The Art of Racing In The Rain, by Garth Stein

Another book I’ve recommended and given as a gift countless times since I first read it is The Art of Racing In The Rain, by Garth Stein. Published in 2008, it’s newer than The Dog Who Wouldn’t Be but has already become a treasured classic. Unlike The Dog Who Wouldn’t Be, which is a good read for young adults and up, The Art of Racing in the Rain was written for an adult audience.

The Art of Racing in the Rain by Garth Stein

This book came into my life by accident: I was online late one night, ordering books to give as Christmas presents, and spotted a title that seemed sure to appeal to a racecar-loving nephew.  When the package of books arrived and I discovered that The Art of Racing in the Rain was a novel—starring a dog—I set it aside and went back to the task of finding the right gift.

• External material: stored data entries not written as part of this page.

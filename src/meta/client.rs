use std::collections::HashMap;
use std::sync::Arc;

use crate::error::{MasterError, Result};
use crate::meta::kv::KvClient;
use crate::model::{Epoch, MasterId, MasterMeta, WorkerId, WorkerStatus};

pub fn master_meta_key(master_id: &str) -> String {
    format!("/master/{}", master_id)
}

pub fn worker_meta_prefix(master_id: &str) -> String {
    format!("/worker/{}/", master_id)
}

pub fn worker_meta_key(master_id: &str, worker_id: &str) -> String {
    format!("/worker/{}/{}", master_id, worker_id)
}

/// Typed access to the persisted record of one master.
#[derive(Clone)]
pub struct MasterMetadataClient {
    master_id: MasterId,
    kv: Arc<dyn KvClient>,
}

impl MasterMetadataClient {
    pub fn new(master_id: MasterId, kv: Arc<dyn KvClient>) -> Self {
        Self { master_id, kv }
    }

    /// Loads the master record. An absent key yields a fresh zeroed record
    /// keyed by this master ID; "not found" is never an error.
    pub async fn load(&self) -> Result<MasterMeta> {
        let key = master_meta_key(&self.master_id);
        match self.kv.get(&key).await? {
            Some(raw) => serde_json::from_slice(&raw).map_err(MasterError::serde),
            None => Ok(MasterMeta::zeroed(self.master_id.clone())),
        }
    }

    /// Unconditional overwrite of the single master key.
    pub async fn store(&self, meta: &MasterMeta) -> Result<()> {
        let raw = serde_json::to_vec(meta).map_err(MasterError::serde)?;
        self.kv.put(&master_meta_key(&self.master_id), raw).await
    }

    pub async fn gen_epoch(&self) -> Result<Epoch> {
        self.kv.gen_epoch().await
    }
}

/// Typed access to the per-worker records of one master.
#[derive(Clone)]
pub struct WorkerMetadataClient {
    master_id: MasterId,
    kv: Arc<dyn KvClient>,
}

impl WorkerMetadataClient {
    pub fn new(master_id: MasterId, kv: Arc<dyn KvClient>) -> Self {
        Self { master_id, kv }
    }

    /// Range-read of every worker registered under this master.
    pub async fn load_all(&self) -> Result<HashMap<WorkerId, WorkerStatus>> {
        let prefix = worker_meta_prefix(&self.master_id);
        let mut ret = HashMap::new();
        for (key, raw) in self.kv.get_prefix(&prefix).await? {
            let worker_id = key[prefix.len()..].to_owned();
            let status: WorkerStatus =
                serde_json::from_slice(&raw).map_err(MasterError::serde)?;
            ret.insert(worker_id, status);
        }
        Ok(ret)
    }

    pub async fn load(&self, worker_id: &str) -> Result<Option<WorkerStatus>> {
        let key = worker_meta_key(&self.master_id, worker_id);
        match self.kv.get(&key).await? {
            Some(raw) => Ok(Some(
                serde_json::from_slice(&raw).map_err(MasterError::serde)?,
            )),
            None => Ok(None),
        }
    }

    pub async fn store(&self, worker_id: &str, status: &WorkerStatus) -> Result<()> {
        let raw = serde_json::to_vec(status).map_err(MasterError::serde)?;
        self.kv
            .put(&worker_meta_key(&self.master_id, worker_id), raw)
            .await
    }

    pub async fn delete(&self, worker_id: &str) -> Result<()> {
        self.kv
            .delete(&worker_meta_key(&self.master_id, worker_id))
            .await
    }
}

#[cfg(test)]
mod tests {
    use super::*;
    use crate::meta::mem::MemKv;
    use crate::model::{MasterStatusCode, WorkerStatusCode};

    #[tokio::test]
    async fn test_master_meta_load_absent_yields_zeroed() {
        let kv = Arc::new(MemKv::new());
        let client = MasterMetadataClient::new("m1".to_owned(), kv);

        let meta = client.load().await.unwrap();
        assert_eq!(meta.id, "m1");
        assert_eq!(meta.epoch, 0);
        assert_eq!(meta.status, MasterStatusCode::Uninit);
    }

    #[tokio::test]
    async fn test_master_meta_round_trip() {
        let kv = Arc::new(MemKv::new());
        let client = MasterMetadataClient::new("m1".to_owned(), kv);

        let mut meta = MasterMeta::zeroed("m1".to_owned());
        meta.epoch = 7;
        meta.node_id = "node-a".to_owned();
        meta.addr = "10.0.0.1:9000".to_owned();
        meta.status = MasterStatusCode::Init;
        client.store(&meta).await.unwrap();

        assert_eq!(client.load().await.unwrap(), meta);
    }

    #[tokio::test]
    async fn test_worker_meta_load_all_scoped_to_master() {
        let kv = Arc::new(MemKv::new());
        let m1 = WorkerMetadataClient::new("m1".to_owned(), kv.clone());
        let m2 = WorkerMetadataClient::new("m2".to_owned(), kv);

        m1.store("w1", &WorkerStatus::new(WorkerStatusCode::Normal))
            .await
            .unwrap();
        m1.store("w2", &WorkerStatus::new(WorkerStatusCode::Finished))
            .await
            .unwrap();
        m2.store("w9", &WorkerStatus::new(WorkerStatusCode::Error))
            .await
            .unwrap();

        let all = m1.load_all().await.unwrap();
        assert_eq!(all.len(), 2);
        assert_eq!(all["w1"].code, WorkerStatusCode::Normal);
        assert_eq!(all["w2"].code, WorkerStatusCode::Finished);
    }

    #[tokio::test]
    async fn test_worker_meta_delete_is_idempotent() {
        let kv = Arc::new(MemKv::new());
        let client = WorkerMetadataClient::new("m1".to_owned(), kv);

        client
            .store("w1", &WorkerStatus::new(WorkerStatusCode::Normal))
            .await
            .unwrap();
        client.delete("w1").await.unwrap();
        assert_eq!(client.load("w1").await.unwrap(), None);
        client.delete("w1").await.unwrap();
    }
}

Eventually, after the rush of the holidays was over, I picked up the book, not expecting much and still confused by the title.  Plus, no one I knew was talking about the book (that soon changed as it topped the New York Times bestseller list—and stayed there!). 

Despite my blasé attitude, I was entranced from the very first page.  It’s funny, it’s heartbreaking, and it’s unique—the narrator is a dog. At its heart, this is a profoundly wise story about love and family and finding one’s path in life.  

About the author: Garth Stein is an award-winning writer and the author of four books. The Art of Racing in the Rain brought him an international following, and became so wildly popular it was made into a movie in 2019. An immediate hit, the film finished sixth at the box office on its release and eventually earned more than $33 million worldwide.